What appears from the first line of the data below through the line containing "pub fn bench_filter(c: &mut", both included, should be copied exactly, and nothing else.

START Task input

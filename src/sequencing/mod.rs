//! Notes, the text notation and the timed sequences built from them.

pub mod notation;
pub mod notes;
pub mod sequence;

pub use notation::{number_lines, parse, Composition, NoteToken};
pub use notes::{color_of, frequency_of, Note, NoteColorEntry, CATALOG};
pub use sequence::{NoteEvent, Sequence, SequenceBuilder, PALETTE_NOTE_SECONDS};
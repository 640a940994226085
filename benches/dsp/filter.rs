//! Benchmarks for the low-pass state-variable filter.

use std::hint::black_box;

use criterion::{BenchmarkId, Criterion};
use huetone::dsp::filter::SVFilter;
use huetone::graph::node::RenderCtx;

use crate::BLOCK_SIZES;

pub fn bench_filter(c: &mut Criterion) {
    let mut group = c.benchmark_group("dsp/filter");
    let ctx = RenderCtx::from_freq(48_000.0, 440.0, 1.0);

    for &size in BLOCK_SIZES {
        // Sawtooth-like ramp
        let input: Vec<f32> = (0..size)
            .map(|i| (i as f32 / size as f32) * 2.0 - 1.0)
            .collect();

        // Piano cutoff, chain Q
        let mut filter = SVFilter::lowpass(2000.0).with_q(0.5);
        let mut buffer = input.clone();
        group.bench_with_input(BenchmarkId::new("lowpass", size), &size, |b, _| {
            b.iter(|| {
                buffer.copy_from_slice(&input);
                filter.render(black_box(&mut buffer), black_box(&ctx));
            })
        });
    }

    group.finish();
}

END Task input

### [Completed exercise]
filename src/sequencing/mod.rs
//! Notes, the text notation and the timed sequences built from them.

pub mod notation;
pub mod notes;
pub mod sequence;

pub use notation::{number_lines, parse, Composition, NoteToken};
pub use notes::{color_of, frequency_of, Note, NoteColorEntry, CATALOG};
pub use sequence::{NoteEvent, Sequence, SequenceBuilder, PALETTE_NOTE_SECONDS};
repository 640a940994226085
filename benches/dsp/filter.rs
//! Benchmarks for the low-pass state-variable filter.

use std::hint::black_box;

use criterion::{BenchmarkId, Criterion};
use huetone::dsp::filter::SVFilter;
use huetone::graph::node::RenderCtx;

use crate::BLOCK_SIZES;

pub fn bench_filter(c: &mut Criterion) {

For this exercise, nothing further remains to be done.